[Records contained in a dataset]

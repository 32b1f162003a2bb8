//! Order payload validation.
//!
//! The payload arrives as loose JSON and is checked fail-fast: the envelope
//! first, then (after the customer lookup) every item. The first bad item
//! rejects the whole submission.

use burger_core::{AppError, AppResult};
use burger_db::{Id, ItemKind, ItemRef, OrderItem, SelectedOptions};
use serde_json::Value;

pub const EMPTY_ORDER: &str = "at least one item required";
pub const TOTAL_PRICE_NOT_NUMBER: &str = "totalPrice must be a number";
pub const INVALID_ITEM: &str = "invalid order item";

/// Checks `items` is a non-empty list and `totalPrice` a number.
pub fn envelope(payload: &Value) -> AppResult<(&[Value], f64)> {
    let items = payload
        .get("items")
        .and_then(Value::as_array)
        .filter(|items| !items.is_empty())
        .ok_or_else(|| AppError::invalid(EMPTY_ORDER))?;

    let total_price = payload
        .get("totalPrice")
        .and_then(Value::as_f64)
        .ok_or_else(|| AppError::invalid(TOTAL_PRICE_NOT_NUMBER))?;

    Ok((items.as_slice(), total_price))
}

/// Normalizes every item, rejecting the submission on the first invalid one.
pub fn items(raw: &[Value]) -> AppResult<Vec<OrderItem>> {
    raw.iter()
        .map(|item| parse_item(item).ok_or_else(|| AppError::invalid(INVALID_ITEM)))
        .collect()
}

fn parse_item(raw: &Value) -> Option<OrderItem> {
    let fields = raw.as_object()?;

    let id: Id = fields.get("itemRef")?.as_str()?.parse().ok()?;
    let kind = ItemKind::parse(fields.get("onModel")?.as_str()?)?;
    let quantity = quantity(fields.get("quantity")?)?;

    let selected_options = match fields.get("selectedOptions") {
        None | Some(Value::Null) => SelectedOptions::default(),
        Some(options) => serde_json::from_value(options.clone()).ok()?,
    };

    Some(OrderItem {
        item: ItemRef::new(kind, id),
        quantity,
        selected_options,
    })
}

/// Whole number of at least one. `2.0` is accepted, `1.5` is not.
fn quantity(raw: &Value) -> Option<u32> {
    if let Some(n) = raw.as_u64() {
        return u32::try_from(n).ok().filter(|q| *q >= 1);
    }

    let n = raw.as_f64()?;
    if n.fract() != 0.0 || n < 1.0 || n > f64::from(u32::MAX) {
        return None;
    }
    #[expect(
        clippy::cast_possible_truncation,
        clippy::cast_sign_loss,
        reason = "range and integrality checked above"
    )]
    let quantity = n as u32;
    Some(quantity)
}

#[cfg(test)]
mod tests {
    use burger_db::MenuSize;
    use serde_json::json;

    use super::*;

    const ID: &str = "65f1c0ffee0000000000abcd";

    fn message(err: AppError) -> String {
        match err {
            AppError::InvalidRequest(msg) => msg,
            other => panic!("expected InvalidRequest, got {other:?}"),
        }
    }

    #[test]
    fn envelope_checks_items_before_price() {
        let err = envelope(&json!({ "items": [], "totalPrice": "x" })).unwrap_err();
        assert_eq!(message(err), EMPTY_ORDER);

        let err = envelope(&json!({ "totalPrice": 10 })).unwrap_err();
        assert_eq!(message(err), EMPTY_ORDER);

        let err = envelope(&json!({ "items": [{}], "totalPrice": "12" })).unwrap_err();
        assert_eq!(message(err), TOTAL_PRICE_NOT_NUMBER);

        let payload = json!({ "items": [{}], "totalPrice": 12.5 });
        let (items, total) = envelope(&payload).unwrap();
        assert_eq!(items.len(), 1);
        assert!((total - 12.5).abs() < f64::EPSILON);
    }

    #[test]
    fn valid_items_are_normalized() {
        let parsed = items(&[
            json!({ "itemRef": ID, "onModel": "Product", "quantity": 2 }),
            json!({
                "itemRef": ID,
                "onModel": "Menu",
                "quantity": 1.0,
                "selectedOptions": { "size": "large" }
            }),
        ])
        .unwrap();

        assert_eq!(parsed[0].quantity, 2);
        assert!(matches!(parsed[0].item, ItemRef::Product(_)));
        assert_eq!(parsed[0].selected_options, SelectedOptions::default());
        assert!(matches!(parsed[1].item, ItemRef::Menu(_)));
        assert_eq!(parsed[1].selected_options.size, Some(MenuSize::Large));
    }

    #[test]
    fn any_bad_item_rejects_submission() {
        let good = json!({ "itemRef": ID, "onModel": "Product", "quantity": 1 });
        let bad = [
            json!({ "itemRef": "X", "onModel": "Product", "quantity": 0 }),
            json!({ "itemRef": ID, "onModel": "Product", "quantity": 0 }),
            json!({ "itemRef": ID, "onModel": "Product", "quantity": 1.5 }),
            json!({ "itemRef": ID, "onModel": "Product", "quantity": "2" }),
            json!({ "itemRef": ID, "onModel": "Drink", "quantity": 1 }),
            json!({ "onModel": "Product", "quantity": 1 }),
            json!({ "itemRef": ID, "quantity": 1 }),
            json!({ "itemRef": ID, "onModel": "Menu", "quantity": 1, "selectedOptions": { "size": "small" } }),
            json!("not an object"),
        ];

        for item in bad {
            let err = items(&[good.clone(), item.clone()]).unwrap_err();
            assert_eq!(message(err), INVALID_ITEM, "item: {item}");
        }
    }
}
//! JWT authentication middleware for protected REST routes.
//!
//! Validates Bearer tokens and injects `AuthInfo` into request extensions.
//! Applied per route with `route_layer`, so public routes never see it.

use std::future::Future;
use std::pin::Pin;
use std::task::{Context, Poll};

use axum::body::Body;
use axum::response::IntoResponse;
use burger_core::{AppError, AuthInfo, JwtError, JwtValidator};
use http::{Request, Response};
use tower::{Layer, Service};
use tracing::{Span, debug, warn};

/// Tower layer for JWT authentication.
#[derive(Clone)]
pub struct AuthLayer {
    validator: JwtValidator,
}

impl AuthLayer {
    #[must_use]
    pub const fn new(validator: JwtValidator) -> Self {
        Self { validator }
    }
}

impl<S> Layer<S> for AuthLayer {
    type Service = AuthMiddleware<S>;

    fn layer(&self, inner: S) -> Self::Service {
        AuthMiddleware {
            inner,
            validator: self.validator.clone(),
        }
    }
}

/// Authentication middleware service.
#[derive(Clone)]
pub struct AuthMiddleware<S> {
    inner: S,
    validator: JwtValidator,
}

impl<S, ReqBody> Service<Request<ReqBody>> for AuthMiddleware<S>
where
    S: Service<Request<ReqBody>, Response = Response<Body>> + Clone + Send + 'static,
    S::Future: Send,
    ReqBody: Send + 'static,
{
    type Response = S::Response;
    type Error = S::Error;
    type Future = Pin<Box<dyn Future<Output = Result<Self::Response, Self::Error>> + Send>>;

    fn poll_ready(&mut self, cx: &mut Context<'_>) -> Poll<Result<(), Self::Error>> {
        self.inner.poll_ready(cx)
    }

    fn call(&mut self, mut req: Request<ReqBody>) -> Self::Future {
        match self.authenticate(&req) {
            Ok(auth_info) => {
                Span::current().record("user_id", auth_info.user_id.as_str());
                debug!(user_id = %auth_info.user_id, is_admin = auth_info.is_admin, "Authenticated");
                req.extensions_mut().insert(auth_info);
                let mut inner = self.inner.clone();
                Box::pin(async move { inner.call(req).await })
            }
            Err(err) => {
                if matches!(err, JwtError::InvalidToken(_) | JwtError::InvalidClaim(_)) {
                    warn!(error = %err, "Token verification failed");
                }
                let response =
                    AppError::Unauthenticated(err.client_message().to_string()).into_response();
                Box::pin(async move { Ok(response) })
            }
        }
    }
}

impl<S> AuthMiddleware<S> {
    fn authenticate<T>(&self, req: &Request<T>) -> Result<AuthInfo, JwtError> {
        let header = req
            .headers()
            .get(http::header::AUTHORIZATION)
            .ok_or(JwtError::MissingHeader)?
            .to_str()
            .map_err(|_| JwtError::InvalidFormat)?;

        let token = bearer_token(header).ok_or(JwtError::InvalidFormat)?;
        self.validator.validate(token)
    }
}

/// Token from a header of exactly two space-separated parts, the first `Bearer`.
fn bearer_token(header: &str) -> Option<&str> {
    let mut parts = header.split(' ');
    match (parts.next(), parts.next(), parts.next()) {
        (Some("Bearer"), Some(token), None) => Some(token),
        _ => None,
    }
}

#[cfg(test)]
mod tests {
    use super::*;

    #[test]
    fn bearer_token_requires_exact_scheme_and_two_parts() {
        assert_eq!(bearer_token("Bearer abc.def.ghi"), Some("abc.def.ghi"));
        assert_eq!(bearer_token("Bearer "), Some(""));
        assert_eq!(bearer_token("bearer abc"), None);
        assert_eq!(bearer_token("Token abc"), None);
        assert_eq!(bearer_token("Bearer abc extra"), None);
        assert_eq!(bearer_token("Bearer  abc"), None);
        assert_eq!(bearer_token("abc"), None);
    }
}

▸ **REQUIREMENT**
Each line from the one with "fn bearer_token(header: &str)" through the last line of the records must be written out word for word. Include nothing else.

▸ **RESULT FOR THIS TASK**
fn bearer_token(header: &str) -> Option<&str> {
    let mut parts = header.split(' ');
    match (parts.next(), parts.next(), parts.next()) {
        (Some("Bearer"), Some(token), None) => Some(token),
        _ => None,
    }
}

#[cfg(test)]
mod tests {
    use super::*;

    #[test]
    fn bearer_token_requires_exact_scheme_and_two_parts() {
        assert_eq!(bearer_token("Bearer abc.def.ghi"), Some("abc.def.ghi"));
        assert_eq!(bearer_token("Bearer "), Some(""));
        assert_eq!(bearer_token("bearer abc"), None);
        assert_eq!(bearer_token("Token abc"), None);
        assert_eq!(bearer_token("Bearer abc extra"), None);
        assert_eq!(bearer_token("Bearer  abc"), None);
        assert_eq!(bearer_token("abc"), None);
    }
}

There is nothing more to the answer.